Türkiye siyasetinde son günlerin en hararetli tartışmalarından biri CHP'nin kurultay davasının 24 Ekim'e ertelenmesi oldu. Mahkemenin iflassız kararı fiilen siyasi dengeleri yeniden şekillendirildi. Tele1 kayıtlı Murat Taylan ve Dr. Merdan Yanardağ'ın değerlendirmeleri, yalnızca bir mahkeme kararı verilmedi; sokaklarda yükselen güç gücü iktidar üzerindeki baskı ile doğrudan bağlantılıdır gözlerin önüne serdi.

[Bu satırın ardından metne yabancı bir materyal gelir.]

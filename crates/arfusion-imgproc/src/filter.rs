//! Image filtering operations.

use arfusion_image::{Image, ImageError};

fn check_same_size<const C: usize>(
    a: &Image<f32, C>,
    b: &Image<f32, C>,
) -> Result<(), ImageError> {
    if a.size() != b.size() {
        return Err(ImageError::InvalidImageSize(
            b.cols(),
            b.rows(),
            a.cols(),
            a.rows(),
        ));
    }
    Ok(())
}

/// Apply a box filter (windowed mean) to a single channel image.
///
/// Separable implementation: a horizontal mean pass into a temporary buffer
/// followed by a vertical mean pass. Windows are clamped at the image borders
/// and normalized by the actual number of samples, so border pixels are true
/// means rather than zero-padded ones.
///
/// # Arguments
///
/// * `src` - The input image.
/// * `dst` - The output image of the same size.
/// * `radius` - Half window size; the full window spans `2 * radius + 1`.
///
/// # Errors
///
/// Returns an error if the image sizes do not match.
pub fn box_blur(
    src: &Image<f32, 1>,
    dst: &mut Image<f32, 1>,
    radius: usize,
) -> Result<(), ImageError> {
    check_same_size(src, dst)?;

    let (cols, rows) = (src.cols(), src.rows());
    let r = radius as isize;

    let src_data = src.as_slice();
    let mut temp = vec![0.0f32; src_data.len()];

    // horizontal pass
    for y in 0..rows {
        let row = y * cols;
        for x in 0..cols as isize {
            let x0 = (x - r).max(0) as usize;
            let x1 = ((x + r) as usize).min(cols - 1);
            let sum: f32 = src_data[row + x0..=row + x1].iter().sum();
            temp[row + x as usize] = sum / (x1 - x0 + 1) as f32;
        }
    }

    // vertical pass
    let dst_data = dst.as_slice_mut();
    for y in 0..rows as isize {
        let y0 = (y - r).max(0) as usize;
        let y1 = ((y + r) as usize).min(rows - 1);
        let count = (y1 - y0 + 1) as f32;
        for x in 0..cols {
            let mut sum = 0.0;
            for yy in y0..=y1 {
                sum += temp[yy * cols + x];
            }
            dst_data[y as usize * cols + x] = sum / count;
        }
    }

    Ok(())
}

/// Apply a guided filter to a single channel image.
///
/// Edge-aware joint filter: within each window the output is a linear
/// function `q = a * I + b` of the guide image `I`, with
/// `a = cov(I, p) / (var(I) + eps)`. Edges present in the guide steer the
/// smoothing of the filtered image, which is what lets an aligned grayscale
/// frame sharpen a sparse depth map.
///
/// # Arguments
///
/// * `guide` - The guide image, typically intensities in `[0, 1]`.
/// * `src` - The image to filter, same size as the guide.
/// * `dst` - The output image.
/// * `radius` - Box window radius for all the windowed means.
/// * `eps` - Regularization strength, in squared guide-intensity units; larger
///   values smooth more aggressively across weak edges.
///
/// # Errors
///
/// Returns an error if the image sizes do not match.
pub fn guided_filter(
    guide: &Image<f32, 1>,
    src: &Image<f32, 1>,
    dst: &mut Image<f32, 1>,
    radius: usize,
    eps: f32,
) -> Result<(), ImageError> {
    check_same_size(guide, src)?;
    check_same_size(src, dst)?;

    let size = src.size();
    let n = guide.as_slice().len();

    let mut mean_i = Image::<f32, 1>::from_size_val(size, 0.0);
    let mut mean_p = Image::<f32, 1>::from_size_val(size, 0.0);
    box_blur(guide, &mut mean_i, radius)?;
    box_blur(src, &mut mean_p, radius)?;

    let mut ip = Image::<f32, 1>::from_size_val(size, 0.0);
    let mut ii = Image::<f32, 1>::from_size_val(size, 0.0);
    for k in 0..n {
        let i = guide.as_slice()[k];
        ip.as_slice_mut()[k] = i * src.as_slice()[k];
        ii.as_slice_mut()[k] = i * i;
    }

    let mut mean_ip = Image::<f32, 1>::from_size_val(size, 0.0);
    let mut mean_ii = Image::<f32, 1>::from_size_val(size, 0.0);
    box_blur(&ip, &mut mean_ip, radius)?;
    box_blur(&ii, &mut mean_ii, radius)?;

    // per-window linear coefficients
    let mut a = Image::<f32, 1>::from_size_val(size, 0.0);
    let mut b = Image::<f32, 1>::from_size_val(size, 0.0);
    for k in 0..n {
        let mi = mean_i.as_slice()[k];
        let mp = mean_p.as_slice()[k];
        let cov = mean_ip.as_slice()[k] - mi * mp;
        let var = mean_ii.as_slice()[k] - mi * mi;
        let ak = cov / (var + eps);
        a.as_slice_mut()[k] = ak;
        b.as_slice_mut()[k] = mp - ak * mi;
    }

    let mut mean_a = Image::<f32, 1>::from_size_val(size, 0.0);
    let mut mean_b = Image::<f32, 1>::from_size_val(size, 0.0);
    box_blur(&a, &mut mean_a, radius)?;
    box_blur(&b, &mut mean_b, radius)?;

    for (k, out) in dst.as_slice_mut().iter_mut().enumerate() {
        *out = mean_a.as_slice()[k] * guide.as_slice()[k] + mean_b.as_slice()[k];
    }

    Ok(())
}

İmamoğlu'ndan Erdoğan'a Tarihi Meydan Okuma: O Kanalın Parasıyla İstanbul'u Baştan Yaratırım!
İmamoğlu'ndan Erdoğan'a Tarihi Meydan Okuma: O Kanalın Parasıyla İstanbul'u Baştan Yaratırım!
İçeriği Görüntüle

Sokağın Gücü ve Muhalefetin Yükselişi

Dr. Merdan Yanardağ, kararın arkasında toplumun ayakta kalmasının yattığını vurguladı. Özellikle Ankara'daki dev mitingi 2007'deki Cumhuriyet Mitingi'ne benzeten Yanardağ, bu baskının hükümetinin adeta “felç ettiğini” ifade etti. Ona göre, iktidar onu ne kadar sert bir şekilde yapmak istiyorsa, karşısında geri adım atmayan bir kitle buldu. CHP'nin arka planında güçlenen mitingler, kurultayın iptali ve kayyum olasılığı ihtimalini şimdilik geride bıraktı.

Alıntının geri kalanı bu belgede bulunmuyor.